Bilbao does tapas as pretty as a picture too, and on one hazy evening we lost ourselves among the Siete Calles, a maze of seven pedestrianised streets in the old town where the bars specialise in pintxos, bite-size treats of varying complexity to accompany your beer.

Compared to the bustle and optimism of Bilbao, Llanes – where we spent two nights – was positively bucolic. The art-loving owners of the Hotel El Babu have furnished their comfortable guest house with photography, gallery catalogues and a modern decor accented with acid colours. The view from the ceiling-to-floor window of our charming bedroom was like something out of The Sound of Music: all we could see were the verdant slopes of the Picos de Europa national park and the hotel’s garden and vegetable patch below. And we could hear nothing other than the odd tinkle of bells from the cattle grazing nonchalantly nearby.
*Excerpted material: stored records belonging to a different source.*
//! Protocol message definitions
//!
//! A [`Message`] is one command as delivered by a transport. It is normalized
//! to uppercase once, then parameters are pulled out of it by position.

use std::fmt;
use thiserror::Error;

use super::{OPCODE_LEN, PARAM_WIDTH};

/// Errors raised while reading a message
#[derive(Error, Debug, Clone, PartialEq, Eq)]
pub enum ProtocolError {
    #[error("ERR_LENGTH {actual}, {required}")]
    Length { actual: usize, required: usize },

    #[error("parameter {index} is not a 3 digit number: {field:?}")]
    InvalidParameter { index: usize, field: String },

    #[error("unknown opcode: {0:?}")]
    UnknownOpcode(String),
}

pub type ProtocolResult<T> = Result<T, ProtocolError>;

/// All recognized command opcodes
#[derive(Debug, Clone, Copy, PartialEq, Eq, Hash)]
pub enum Opcode {
    /// Start a cuelist
    PlayCuelist,
    /// Jump a cuelist to a specific cue
    PlayCue,
    /// Set a versatile master level immediately
    SetLevel,
    /// Stop one cuelist, or all of them for cuelist 0
    Stop,
    /// Start the cuelist if stopped, stop it otherwise
    TogglePlay,
    /// Pause the cuelist if running, resume it if paused
    TogglePause,
    /// Fade a versatile master over a number of seconds
    AutoFade,
    /// Play the next cuelist of a mutex group
    NextMutex,
    /// Play the previous cuelist of a mutex group
    PrevMutex,
}

impl Opcode {
    /// Every opcode, in protocol documentation order
    pub const ALL: [Opcode; 9] = [
        Opcode::PlayCuelist,
        Opcode::PlayCue,
        Opcode::SetLevel,
        Opcode::Stop,
        Opcode::TogglePlay,
        Opcode::TogglePause,
        Opcode::AutoFade,
        Opcode::NextMutex,
        Opcode::PrevMutex,
    ];

    /// The two-letter wire code
    pub fn code(&self) -> &'static str {
        match self {
            Opcode::PlayCuelist => "PC",
            Opcode::PlayCue => "PQ",
            Opcode::SetLevel => "IN",
            Opcode::Stop => "ST",
            Opcode::TogglePlay => "TP",
            Opcode::TogglePause => "PP",
            Opcode::AutoFade => "AF",
            Opcode::NextMutex => "NX",
            Opcode::PrevMutex => "PX",
        }
    }

    /// Look up an opcode by its exact (already uppercased) wire code
    pub fn from_code(code: &str) -> Option<Opcode> {
        Self::ALL.iter().copied().find(|op| op.code() == code)
    }

    /// Number of 3 digit parameters the command carries
    pub fn param_count(&self) -> usize {
        match self {
            Opcode::PlayCue | Opcode::SetLevel => 2,
            Opcode::AutoFade => 3,
            _ => 1,
        }
    }

    /// Minimum message length for a complete command
    pub fn required_len(&self) -> usize {
        OPCODE_LEN + self.param_count() * PARAM_WIDTH
    }
}

impl fmt::Display for Opcode {
    fn fmt(&self, f: &mut fmt::Formatter<'_>) -> fmt::Result {
        f.write_str(self.code())
    }
}

/// A single command message, normalized to uppercase
#[derive(Debug, Clone, PartialEq, Eq)]
pub struct Message {
    raw: String,
    text: String,
}

impl Message {
    /// Normalize a raw message. Only ASCII letters are case-folded, so the
    /// raw and normalized text line up character for character.
    pub fn new(raw: impl Into<String>) -> Self {
        let raw = raw.into();
        let text = raw.to_ascii_uppercase();
        Self { raw, text }
    }

    /// The text as received
    pub fn raw(&self) -> &str {
        &self.raw
    }

    /// The normalized text
    pub fn text(&self) -> &str {
        &self.text
    }

    /// Length in characters
    pub fn len(&self) -> usize {
        self.text.chars().count()
    }

    /// Fail with [`ProtocolError::Length`] if the message is shorter than `required`
    pub fn require_len(&self, required: usize) -> ProtocolResult<()> {
        let actual = self.len();
        if actual < required {
            return Err(ProtocolError::Length { actual, required });
        }
        Ok(())
    }

    /// The opcode field: the first [`OPCODE_LEN`] characters
    pub fn opcode_str(&self) -> ProtocolResult<&str> {
        self.require_len(OPCODE_LEN)?;
        Ok(char_span(&self.text, 0, OPCODE_LEN).unwrap_or_default())
    }

    /// Extract the zero-based parameter `index`.
    ///
    /// The field starts at character `2 + index * 3` and is exactly three
    /// ASCII digits.
    pub fn param(&self, index: usize) -> ProtocolResult<u16> {
        let start = OPCODE_LEN + index * PARAM_WIDTH;
        let end = start + PARAM_WIDTH;
        self.require_len(end)?;

        let invalid = || ProtocolError::InvalidParameter {
            index,
            field: char_span(&self.raw, start, end)
                .unwrap_or_default()
                .to_string(),
        };

        let field = char_span(&self.text, start, end).ok_or_else(invalid)?;
        if !field.bytes().all(|b| b.is_ascii_digit()) {
            return Err(invalid());
        }
        field.parse().map_err(|_| invalid())
    }

    /// Check that the message is a complete, well-formed command.
    ///
    /// The router never calls this; unknown opcodes are a soft condition
    /// there. It is used before sending a command.
    pub fn validate(&self) -> ProtocolResult<(Opcode, Vec<u16>)> {
        let code = self.opcode_str()?;
        let opcode =
            Opcode::from_code(code).ok_or_else(|| ProtocolError::UnknownOpcode(code.to_string()))?;
        let params = (0..opcode.param_count())
            .map(|i| self.param(i))
            .collect::<ProtocolResult<Vec<_>>>()?;
        Ok((opcode, params))
    }
}

impl fmt::Display for Message {
    fn fmt(&self, f: &mut fmt::Formatter<'_>) -> fmt::Result {
        f.write_str(&self.text)
    }
}

/// Characters `start..end` of `text`, or `None` if it is too short
fn char_span(text: &str, start: usize, end: usize) -> Option<&str> {
    let offset = |n: usize| {
        text.char_indices()
            .map(|(i, _)| i)
            .chain(std::iter::once(text.len()))
            .nth(n)
    };
    text.get(offset(start)?..offset(end)?)
}

/// Build the wire text for a command. Values above 999 do not fit the
/// field width and are clamped.
pub fn compose(opcode: Opcode, params: &[u16]) -> String {
    let mut text = String::with_capacity(OPCODE_LEN + params.len() * PARAM_WIDTH);
    text.push_str(opcode.code());
    for value in params {
        text.push_str(&format!("{:03}", (*value).min(999)));
    }
    text
}

#[cfg(test)]
mod tests {
    use super::*;

    #[test]
    fn test_opcode_lookup_is_exact() {
        assert_eq!(Opcode::from_code("PC"), Some(Opcode::PlayCuelist));
        assert_eq!(Opcode::from_code("PX"), Some(Opcode::PrevMutex));
        assert_eq!(Opcode::from_code("pc"), None);
        assert_eq!(Opcode::from_code("P"), None);
        assert_eq!(Opcode::from_code("ZZ"), None);
    }

    #[test]
    fn test_required_lengths() {
        assert_eq!(Opcode::PlayCuelist.required_len(), 5);
        assert_eq!(Opcode::PlayCue.required_len(), 8);
        assert_eq!(Opcode::SetLevel.required_len(), 8);
        assert_eq!(Opcode::AutoFade.required_len(), 11);
        assert_eq!(Opcode::NextMutex.required_len(), 5);
    }

    #[test]
    fn test_normalizes_case() {
        let msg = Message::new("pq001002");
        assert_eq!(msg.text(), "PQ001002");
        assert_eq!(msg.raw(), "pq001002");
        assert_eq!(msg.opcode_str().unwrap(), "PQ");
    }

    #[test]
    fn test_param_offsets() {
        let msg = Message::new("AF003050010");
        assert_eq!(msg.param(0).unwrap(), 3);
        assert_eq!(msg.param(1).unwrap(), 50);
        assert_eq!(msg.param(2).unwrap(), 10);
    }

    #[test]
    fn test_param_length_violation() {
        let msg = Message::new("PC0");
        assert_eq!(
            msg.param(0),
            Err(ProtocolError::Length {
                actual: 3,
                required: 5
            })
        );
        assert_eq!(
            ProtocolError::Length {
                actual: 3,
                required: 5
            }
            .to_string(),
            "ERR_LENGTH 3, 5"
        );
    }

    #[test]
    fn test_param_rejects_non_digits() {
        let msg = Message::new("PC0x5");
        assert!(matches!(
            msg.param(0),
            Err(ProtocolError::InvalidParameter { index: 0, .. })
        ));

        let msg = Message::new("PC 05");
        assert!(msg.param(0).is_err());
    }

    #[test]
    fn test_param_rejects_non_ascii() {
        let msg = Message::new("PCé12");
        assert!(matches!(
            msg.param(0),
            Err(ProtocolError::InvalidParameter { .. })
        ));
    }

    #[test]
    fn test_length_counts_characters() {
        assert_eq!(
            Message::new("é").opcode_str(),
            Err(ProtocolError::Length {
                actual: 1,
                required: 2
            })
        );
        assert_eq!(
            Message::new("PCé").param(0),
            Err(ProtocolError::Length {
                actual: 3,
                required: 5
            })
        );

        let msg = Message::new("PQé12003");
        assert_eq!(msg.len(), 8);
        assert!(matches!(
            msg.param(0),
            Err(ProtocolError::InvalidParameter { index: 0, ref field }) if field == "é12"
        ));
        assert_eq!(msg.param(1).unwrap(), 3);
    }

    #[test]
    fn test_non_ascii_opcode_is_unknown() {
        let msg = Message::new("éA001");
        assert_eq!(msg.opcode_str().unwrap(), "éA");
        assert_eq!(Opcode::from_code(msg.opcode_str().unwrap()), None);
    }

    #[test]
    fn test_trailing_text_ignored() {
        let msg = Message::new("PC005 trailing");
        assert_eq!(msg.param(0).unwrap(), 5);
    }

    #[test]
    fn test_validate() {
        let (op, params) = Message::new("in003050").validate().unwrap();
        assert_eq!(op, Opcode::SetLevel);
        assert_eq!(params, vec![3, 50]);

        assert!(matches!(
            Message::new("ZZ000").validate(),
            Err(ProtocolError::UnknownOpcode(_))
        ));
        assert!(matches!(
            Message::new("PQ001").validate(),
            Err(ProtocolError::Length { actual: 5, required: 8 })
        ));
    }

    #[test]
    fn test_compose() {
        assert_eq!(compose(Opcode::AutoFade, &[3, 50, 10]), "AF003050010");
        assert_eq!(compose(Opcode::Stop, &[0]), "ST000");
        assert_eq!(compose(Opcode::PlayCuelist, &[1500]), "PC999");
    }
}
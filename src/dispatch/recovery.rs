//! Recovery from malformed messages
//!
//! A message that is too short, or carries a non-numeric parameter, aborts
//! only itself. The supervisor reports it, counts a restart and hands
//! control back so the caller can reset the source and keep listening.

use crate::engine::ShowEngine;
use crate::protocol::{Opcode, ProtocolError};
use crate::transport::Inbound;

use super::Dispatcher;

/// Result of one receive-then-route cycle
#[derive(Debug, Clone, PartialEq, Eq)]
pub enum CycleOutcome {
    /// A handler ran to completion
    Processed(Opcode),
    /// The opcode matched no handler; nothing was executed
    Unrecognized,
    /// The message was malformed and the cycle was abandoned
    Restarted(ProtocolError),
}

/// Counters kept across cycles
#[derive(Debug, Clone, Copy, Default, PartialEq, Eq)]
pub struct SupervisorStats {
    pub processed: u64,
    pub unrecognized: u64,
    pub restarts: u64,
}

/// Runs the dispatcher and absorbs malformed-message failures
pub struct Supervisor<E: ShowEngine> {
    dispatcher: Dispatcher<E>,
    stats: SupervisorStats,
}

impl<E: ShowEngine> Supervisor<E> {
    pub fn new(dispatcher: Dispatcher<E>) -> Self {
        Self {
            dispatcher,
            stats: SupervisorStats::default(),
        }
    }

    pub fn stats(&self) -> SupervisorStats {
        self.stats
    }

    #[cfg(test)]
    pub fn engine(&self) -> &E {
        self.dispatcher.engine()
    }

    /// Route one inbound message to completion
    pub fn handle(&mut self, inbound: &Inbound) -> CycleOutcome {
        match self.dispatcher.route(&inbound.text) {
            Ok(report) => match report.opcode {
                Some(opcode) if report.command_processed => {
                    self.stats.processed += 1;
                    tracing::debug!("Processed {} from {}", report.message, inbound.origin);
                    CycleOutcome::Processed(opcode)
                }
                _ => {
                    self.stats.unrecognized += 1;
                    CycleOutcome::Unrecognized
                }
            },
            Err(err) => {
                self.stats.restarts += 1;
                tracing::warn!(
                    "Invalid message received from {}: {} ({:?})",
                    inbound.origin,
                    err,
                    inbound.text
                );
                tracing::info!("Dispatcher reset, restart #{}", self.stats.restarts);
                CycleOutcome::Restarted(err)
            }
        }
    }
}
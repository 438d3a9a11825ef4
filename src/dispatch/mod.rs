//! Dispatch module - Routes protocol messages to command handlers
//!
//! Provides:
//! - [`Dispatcher`], which normalizes a message and looks its opcode up in a
//!   handler table
//! - The nine command handlers and the mutex group navigator
//! - [`Supervisor`], which turns malformed messages into a reset instead of a
//!   dead listener

pub mod handlers;
pub mod mutex;
mod recovery;

pub use recovery::*;

use std::collections::HashMap;

use crate::engine::ShowEngine;
use crate::protocol::{Message, Opcode, ProtocolResult};

/// A command handler: reads its parameters and drives the engine
pub type Handler = fn(&mut dyn ShowEngine, &Message) -> ProtocolResult<()>;

/// Opcode to handler lookup table
#[derive(Clone)]
pub struct HandlerTable {
    handlers: HashMap<Opcode, Handler>,
}

impl HandlerTable {
    pub fn empty() -> Self {
        Self {
            handlers: HashMap::new(),
        }
    }

    /// Table with a handler for every protocol opcode
    pub fn standard() -> Self {
        let mut table = Self::empty();
        table.register(Opcode::PlayCuelist, handlers::play_cuelist);
        table.register(Opcode::PlayCue, handlers::play_cue);
        table.register(Opcode::SetLevel, handlers::set_level);
        table.register(Opcode::Stop, handlers::stop);
        table.register(Opcode::TogglePlay, handlers::toggle_play);
        table.register(Opcode::TogglePause, handlers::toggle_pause);
        table.register(Opcode::AutoFade, handlers::auto_fade);
        table.register(Opcode::NextMutex, handlers::next_mutex);
        table.register(Opcode::PrevMutex, handlers::prev_mutex);
        table
    }

    /// Install a handler, returning the one it replaces
    pub fn register(&mut self, opcode: Opcode, handler: Handler) -> Option<Handler> {
        self.handlers.insert(opcode, handler)
    }

    /// Find the handler for a wire code. Matching is exact.
    pub fn lookup(&self, code: &str) -> Option<(Opcode, Handler)> {
        let opcode = Opcode::from_code(code)?;
        self.handlers.get(&opcode).map(|handler| (opcode, *handler))
    }
}

impl Default for HandlerTable {
    fn default() -> Self {
        Self::standard()
    }
}

/// What happened to one routed message.
///
/// Built fresh by every [`Dispatcher::route`] call, so nothing carries over
/// from the previous message.
#[derive(Debug, Clone, Default, PartialEq, Eq)]
pub struct RouteReport {
    /// The normalized message text
    pub message: String,
    /// Opcode that handled the message
    pub opcode: Option<Opcode>,
    /// Whether a handler ran to completion
    pub command_processed: bool,
}

/// Routes messages to handlers and owns the engine they drive
pub struct Dispatcher<E: ShowEngine> {
    engine: E,
    handlers: HandlerTable,
}

impl<E: ShowEngine> Dispatcher<E> {
    pub fn new(engine: E) -> Self {
        Self::with_handlers(engine, HandlerTable::standard())
    }

    pub fn with_handlers(engine: E, handlers: HandlerTable) -> Self {
        Self { engine, handlers }
    }

    #[cfg(test)]
    pub fn engine(&self) -> &E {
        &self.engine
    }

    /// Route one raw message.
    ///
    /// A message too short for its opcode or parameters, or with a
    /// non-numeric parameter, is an error. An unknown opcode is not: the
    /// report comes back with `command_processed == false`.
    pub fn route(&mut self, raw: &str) -> ProtocolResult<RouteReport> {
        let mut report = RouteReport::default();

        let message = Message::new(raw);
        tracing::trace!("Routing {:?}", message.raw());
        report.message = message.text().to_string();

        let code = message.opcode_str()?;
        if let Some((opcode, handler)) = self.handlers.lookup(code) {
            handler(&mut self.engine, &message)?;
            report.opcode = Some(opcode);
            report.command_processed = true;
        }

        if !report.command_processed {
            tracing::warn!("Command was not recognized: {:?}", message.text());
        }

        Ok(report)
    }
}
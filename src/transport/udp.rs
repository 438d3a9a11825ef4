//! UDP transport
//!
//! Each datagram is one command. Datagrams are received into a single shared
//! buffer that is zero-filled before every receive, so a short message never
//! picks up the tail of a longer one.

use async_trait::async_trait;
use std::net::SocketAddr;
use tokio::net::UdpSocket;

use super::{Inbound, MessageSource, Origin, TransportError, TransportResult};

/// Receives commands over UDP
pub struct UdpChannel {
    socket: UdpSocket,
    scratch: Vec<u8>,
}

impl UdpChannel {
    /// Bind to `addr` with a receive buffer of `buffer_size` bytes
    pub async fn bind(addr: SocketAddr, buffer_size: usize) -> TransportResult<Self> {
        let socket = UdpSocket::bind(addr)
            .await
            .map_err(|e| TransportError::BindFailed(format!("Failed to bind to {}: {}", addr, e)))?;

        tracing::info!("UDP listening on {}", socket.local_addr()?);

        Ok(Self {
            socket,
            scratch: vec![0; buffer_size.max(1)],
        })
    }

    /// Address the socket is bound to
    pub fn local_addr(&self) -> TransportResult<SocketAddr> {
        Ok(self.socket.local_addr()?)
    }

    /// Receive one datagram, returning its text and sender
    pub async fn receive(&mut self) -> TransportResult<(String, SocketAddr)> {
        self.scratch.fill(0);
        let (len, addr) = self.socket.recv_from(&mut self.scratch).await?;
        Ok((payload_text(&self.scratch[..len]), addr))
    }
}

/// Text up to the first NUL, without a trailing line terminator
fn payload_text(payload: &[u8]) -> String {
    let end = payload.iter().position(|b| *b == 0).unwrap_or(payload.len());
    String::from_utf8_lossy(&payload[..end])
        .trim_end_matches(['\r', '\n'])
        .to_string()
}

#[async_trait]
impl MessageSource for UdpChannel {
    async fn next_message(&mut self) -> TransportResult<Option<Inbound>> {
        let (text, addr) = self.receive().await?;
        tracing::debug!("UDP message from {} port {}: {:?}", addr.ip(), addr.port(), text);
        Ok(Some(Inbound::new(text, Origin::Udp { addr })))
    }

    fn reset(&mut self) {
        self.scratch.fill(0);
    }

    fn name(&self) -> String {
        match self.local_addr() {
            Ok(addr) => format!("udp:{}", addr),
            Err(_) => "udp".to_string(),
        }
    }
}

/// Send one command datagram to a listening service
pub async fn send_command(target: SocketAddr, text: &str) -> TransportResult<usize> {
    let bind_addr: SocketAddr = if target.is_ipv4() {
        SocketAddr::from(([0, 0, 0, 0], 0))
    } else {
        SocketAddr::from(([0u16; 8], 0))
    };

    let socket = UdpSocket::bind(bind_addr).await?;
    let sent = socket.send_to(text.as_bytes(), target).await?;
    tracing::debug!("Sent {:?} to {}", text, target);
    Ok(sent)
}
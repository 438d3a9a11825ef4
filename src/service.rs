//! Command service
//!
//! Pulls messages from the enabled transports and routes each one to
//! completion before taking the next. A malformed message resets the source
//! it came from; the loop itself only ends on shutdown or when every source
//! is exhausted.

use std::future::Future;
use thiserror::Error;

use crate::dispatch::{CycleOutcome, Supervisor};
use crate::engine::ShowEngine;
use crate::transport::{Inbound, MessageSource, TransportError, TransportResult};

/// Service errors
#[derive(Error, Debug)]
pub enum ServiceError {
    /// A transport failed outside of a single receive
    #[error("Transport error: {0}")]
    Transport(#[from] TransportError),

    /// `run` was called with neither transport attached
    #[error("No transport enabled")]
    NoSources,
}

pub type ServiceResult<T> = Result<T, ServiceError>;

/// Which source delivered a message
#[derive(Debug, Clone, Copy, PartialEq, Eq)]
enum Slot {
    Udp,
    Serial,
}

/// The command service.
///
/// Holds at most one UDP and one serial source. Messages from either are
/// handled one at a time by the same supervisor, so commands never overlap.
pub struct Service<E: ShowEngine> {
    /// Routes messages and counts outcomes
    supervisor: Supervisor<E>,
    /// Datagram source, `None` when disabled or closed
    udp: Option<Box<dyn MessageSource>>,
    /// Serial source, `None` when disabled or closed
    serial: Option<Box<dyn MessageSource>>,
}

impl<E: ShowEngine> Service<E> {
    /// Create a service with no transports attached
    pub fn new(supervisor: Supervisor<E>) -> Self {
        Self {
            supervisor,
            udp: None,
            serial: None,
        }
    }

    /// Attach the UDP source, replacing any previous one
    pub fn with_udp(mut self, source: impl MessageSource + 'static) -> Self {
        self.udp = Some(Box::new(source));
        self
    }

    /// Attach the serial source, replacing any previous one
    pub fn with_serial(mut self, source: impl MessageSource + 'static) -> Self {
        self.serial = Some(Box::new(source));
        self
    }

    /// Run until `shutdown` resolves or every source is exhausted.
    /// Returns the supervisor so its engine and counters can be inspected.
    pub async fn run<F>(mut self, shutdown: F) -> ServiceResult<Supervisor<E>>
    where
        F: Future<Output = ()>,
    {
        if self.udp.is_none() && self.serial.is_none() {
            return Err(ServiceError::NoSources);
        }

        for source in self.udp.iter().chain(self.serial.iter()) {
            tracing::info!("Accepting commands on {}", source.name());
        }

        tokio::pin!(shutdown);

        loop {
            let (slot, received) = tokio::select! {
                result = next_from(&mut self.udp) => (Slot::Udp, result),
                result = next_from(&mut self.serial) => (Slot::Serial, result),
                _ = &mut shutdown => {
                    tracing::info!("Shutdown requested");
                    break;
                }
            };

            match received {
                Ok(Some(inbound)) => self.process(slot, &inbound),
                Ok(None) => {
                    let source = self.slot_mut(slot).take();
                    if let Some(source) = source {
                        tracing::info!("{} closed", source.name());
                    }
                    if self.udp.is_none() && self.serial.is_none() {
                        tracing::info!("All transports closed");
                        break;
                    }
                }
                Err(e) => {
                    // A failed receive loses one message, not the listener
                    tracing::error!("Receive error on {:?} transport: {}", slot, e);
                }
            }
        }

        let stats = self.supervisor.stats();
        tracing::info!(
            "Service stopped: {} processed, {} unrecognized, {} restarts",
            stats.processed,
            stats.unrecognized,
            stats.restarts
        );

        Ok(self.supervisor)
    }

    /// Route one message and reset its source if it was malformed
    fn process(&mut self, slot: Slot, inbound: &Inbound) {
        match self.supervisor.handle(inbound) {
            CycleOutcome::Processed(opcode) => {
                tracing::trace!("{} done on {:?} transport", opcode, slot);
            }
            CycleOutcome::Unrecognized => {}
            CycleOutcome::Restarted(err) => {
                tracing::debug!("Resetting {:?} transport after: {}", slot, err);
                if let Some(source) = self.slot_mut(slot).as_mut() {
                    source.reset();
                }
            }
        }
    }

    /// The source stored for `slot`
    fn slot_mut(&mut self, slot: Slot) -> &mut Option<Box<dyn MessageSource>> {
        match slot {
            Slot::Udp => &mut self.udp,
            Slot::Serial => &mut self.serial,
        }
    }
}

/// Next message from an optional source; never resolves when absent
async fn next_from(
    source: &mut Option<Box<dyn MessageSource>>,
) -> TransportResult<Option<Inbound>> {
    match source {
        Some(source) => source.next_message().await,
        None => std::future::pending().await,
    }
}
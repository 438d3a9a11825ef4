//! Mutex group navigation
//!
//! Finds the neighbouring member of a mutex group relative to the cuelist the
//! engine reports as the group's current one. Group membership is read from
//! the engine for every candidate; nothing is cached here.

use crate::engine::{CuelistProperty, ShowEngine};
use crate::protocol::MAX_CUELIST;

/// Next cuelist after the group's current one, wrapping past [`MAX_CUELIST`].
pub fn find_next(engine: &dyn ShowEngine, group: u16) -> Option<u16> {
    let current = engine.mutex_group_current(group);
    let max = i32::from(MAX_CUELIST);

    let ahead = (current + 1).max(0)..=max;
    let behind = 0..=(current - 1).min(max);

    ahead
        .chain(behind)
        .find(|index| is_member(engine, *index, group))
        .and_then(to_index)
}

/// Previous cuelist before the group's current one, wrapping below zero.
pub fn find_prev(engine: &dyn ShowEngine, group: u16) -> Option<u16> {
    let current = engine.mutex_group_current(group);
    let max = i32::from(MAX_CUELIST);

    let behind = (0..=(current - 1).min(max)).rev();
    let ahead = ((current + 1).max(0)..=max).rev();

    behind
        .chain(ahead)
        .find(|index| is_member(engine, *index, group))
        .and_then(to_index)
}

/// A cuelist exists when it has at least one cue; only then is its group read
fn is_member(engine: &dyn ShowEngine, index: i32, group: u16) -> bool {
    let Some(cuelist) = to_index(index) else {
        return false;
    };
    engine.cue_count(cuelist) > 0
        && engine.cuelist_property(cuelist, CuelistProperty::MutualExcludeGroup)
            == i32::from(group)
}

fn to_index(index: i32) -> Option<u16> {
    u16::try_from(index).ok()
}

#[cfg(test)]
mod tests {
    use super::*;
    use crate::engine::VirtualEngine;

    const GROUP: u16 = 4;

    fn engine_with_group() -> VirtualEngine {
        VirtualEngine::new()
            .with_cuelist(3, 2, Some(GROUP))
            .with_cuelist(5, 2, Some(8))
            .with_cuelist(7, 1, Some(GROUP))
            .with_cuelist(12, 4, Some(GROUP))
            .with_cuelist(20, 0, Some(GROUP))
    }

    fn point_at(engine: &mut VirtualEngine, cuelist: u16) {
        engine.start_cuelist(cuelist);
        assert_eq!(engine.mutex_group_current(GROUP), i32::from(cuelist));
    }

    #[test]
    fn test_next_from_first_member() {
        let mut engine = engine_with_group();
        point_at(&mut engine, 3);
        assert_eq!(find_next(&engine, GROUP), Some(7));
    }

    #[test]
    fn test_next_wraps_to_lowest() {
        let mut engine = engine_with_group();
        point_at(&mut engine, 12);
        // 20 has no cues, so it does not count as a member
        assert_eq!(find_next(&engine, GROUP), Some(3));
    }

    #[test]
    fn test_prev_walks_down_and_wraps() {
        let mut engine = engine_with_group();
        point_at(&mut engine, 7);
        assert_eq!(find_prev(&engine, GROUP), Some(3));

        point_at(&mut engine, 3);
        assert_eq!(find_prev(&engine, GROUP), Some(12));
    }

    #[test]
    fn test_no_current_pointer() {
        let engine = engine_with_group();
        assert_eq!(find_next(&engine, GROUP), Some(3));
        assert_eq!(find_prev(&engine, GROUP), Some(12));
    }

    #[test]
    fn test_single_member_is_never_its_own_neighbour() {
        let mut engine = VirtualEngine::new().with_cuelist(6, 1, Some(GROUP));
        point_at(&mut engine, 6);
        assert_eq!(find_next(&engine, GROUP), None);
        assert_eq!(find_prev(&engine, GROUP), None);
    }

    #[test]
    fn test_empty_group() {
        let engine = engine_with_group();
        assert_eq!(find_next(&engine, 99), None);
        assert_eq!(find_prev(&engine, 99), None);
    }

    #[test]
    fn test_upper_bound_is_inclusive() {
        let mut engine = VirtualEngine::new()
            .with_cuelist(0, 1, Some(GROUP))
            .with_cuelist(MAX_CUELIST, 1, Some(GROUP))
            .with_cuelist(MAX_CUELIST + 1, 1, Some(GROUP));
        point_at(&mut engine, 0);
        assert_eq!(find_next(&engine, GROUP), Some(MAX_CUELIST));
        assert_eq!(find_prev(&engine, GROUP), Some(MAX_CUELIST));
    }
}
We eventually willed ourselves to leave the comfort of our room and, against the advice of our friendly hosts who warned the settling fog would hamper our hiking attempts, we took to the hire car to venture up into the hills. We should have known something was up when we realised we could only see one foot ahead of us as we drove to the area’s viewing point – noted for its 360-degree view of the hills and the coast – or when we saw just one other car at the visitor centre. But our spirits were still high as we trundled off up the path in search of fresh air, exercise and the beautiful views we had heard so much about. After 10 minutes we realised we could have been walking anywhere, so thick was the fog, and we weren’t sure what the cow bells we could hear were attached to.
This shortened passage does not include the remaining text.